Extract The use of an oral anticoagulant in an attempt to induce abortion has not previously been reported. . . Her knowledge of its effects stemmed from two episodes of heavy vaginal bleeding which had been ascribed to the drug. It is felt that in this way she sought to rid herself of a pregnancy which she believed would disrupt her life. In common with almost all patients who knowingly ingest anticoagulants illicitly, she persistently denied self-medication. With adequate psychiatric and social service assistance the underlying problems were resolved and the pregnancy was concluded successfully with the birth of a live infant…
Extract I am afraid, therefore, that the potential trainee with a conscientious objection to abortion must face the fact that even if he is fortunate enough to obtain trainee posts in units where his conscience can be respected, he will still have to face the fact at the end of his training, that if he does not obtain a post in a large teaching unit, he is likely to have to face the choice of either leaving the specialty or the country.
Extract . . . man’s right to live and work according to the dictates of conscience is an asset precious to him and medicine itself. Because of their religious conviction two senior members of this division of obstetrics and gynaecology do not perform abortions. . . If when they leave . . . they can be replaced by men or women of equal calibre Oxford will be fortunate. The integrity, experience, skill, and potential of applicants for these posts will be more important than their willingness to terminate pregnancy.

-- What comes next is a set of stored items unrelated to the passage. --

use crate::error::{ConvertError, FieldContext, Result};
use crate::graph::SafeGraph;
use crate::identity::{EntityKind, IdentifierStrategy};
use crate::model::literal::{string, typed, LiteralKind};
use crate::model::ontology::{pr, rec, schema, standard};
use crate::model::Node;
use crate::row::{Field, Row};

use super::feature::{add_features, parse_features};
use super::region::add_regions;
use super::room::{add_rooms, parse_count};
use super::surface::add_surfaces;

const COORDINATES: [(Field, &str); 2] = [
    (Field::Latitude, schema::LATITUDE),
    (Field::Longitude, schema::LONGITUDE),
];

const FLAGS: [(Field, &str); 3] = [
    (Field::IsNewProperty, pr::IS_BRAND_NEW),
    (Field::IsFinished, pr::IS_FINISHED),
    (Field::IsStudioApartment, pr::IS_STUDIO_APARTMENT),
];

const DESCRIPTORS: [(Field, &str); 3] = [
    (Field::Luminosity, pr::LUMINOSITY),
    (Field::Orientation, pr::ORIENTATION),
    (Field::Disposition, pr::DISPOSITION),
];

/// Add the physical space of the listing with its address, flags,
/// features, surfaces, rooms and regions.
pub fn add_space(g: &mut SafeGraph, row: &Row, ids: &IdentifierStrategy) -> Result<Node> {
    let space = ids.identify(EntityKind::Space, row);
    g.add(&space, standard::RDF_TYPE, rec::SPACE);
    g.add(&space, schema::ADDRESS, string(row.get(Field::Address)));

    for (field, predicate) in COORDINATES {
        let coordinate = typed(LiteralKind::Double, row.get(field)).field(field)?;
        g.add(&space, predicate, coordinate);
    }

    let year = row.get(Field::YearBuilt).map(year_built).transpose()?;
    let year = typed(LiteralKind::Integer, year.as_deref()).field(Field::YearBuilt)?;
    g.add(&space, schema::YEAR_BUILT, year);

    for (field, predicate) in FLAGS {
        let flag = typed(LiteralKind::Boolean, row.get(field)).field(field)?;
        g.add(&space, predicate, flag);
    }
    for (field, predicate) in DESCRIPTORS {
        g.add(&space, predicate, string(row.get(field)));
    }

    let rooms = row
        .get(Field::RoomAmnt)
        .and_then(parse_count)
        .map(|n| n.to_string());
    let rooms = typed(LiteralKind::Integer, rooms.as_deref()).field(Field::RoomAmnt)?;
    g.add(&space, pr::HAS_AMOUNT_OF_ROOMS, rooms);

    if space.is_present() {
        add_features(g, ids, &space, row)?;
        add_surfaces(g, &space, row);
        add_rooms(g, ids, &space, row);
    } else {
        // A bad blob rejects the row even when the space is unknown.
        parse_features(row)?;
    }

    add_regions(g, ids, &space, row);

    Ok(space)
}

/// Years are often exported as floats (`1990.0`); keep the integer part.
fn year_built(raw: &str) -> Result<String> {
    match raw.trim().parse::<f64>() {
        Ok(year) if year.is_finite() => Ok((year.trunc() as i64).to_string()),
        _ => Err(ConvertError::malformed(
            Field::YearBuilt,
            format!("{raw:?} is not a year"),
        )),
    }
}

Extract I would be grateful if readers would let me know if reports we hear about British hospital practice are factual or not. We are told that candidates for obstetrical and gynaecological posts are first asked if they will co-operate in the abortion programme of that hospital, and their selection depends on the answer to this question.. .
Extract I think we must all be a little tired of the diatribes from some members of the medical profession in the press and on television against the Abortion Act. There are quite a number who find it is satisfactory. . . We see these patients at clinics, and we take them into National Health Service hospitals, either maternity units or gynaecological units, and whenever possible do the operation personally… I am a little amazed at the howls of protest that it is interfering with the ordinary work of units and outpatient clinics. . . .I have not, as yet, found that it is making my waiting-list longer or interfering with the intake of patients into the maternity units.
Extract Already we are finding that the impact of the Abortion Act is making great demands on hospital beds and operating time, and we agree wholeheartedly with Mr. Lewis’s statement to the effect that the whole character of the gynaecologist’s outpatient work has altered because of the numerous requests for termination at almost every session.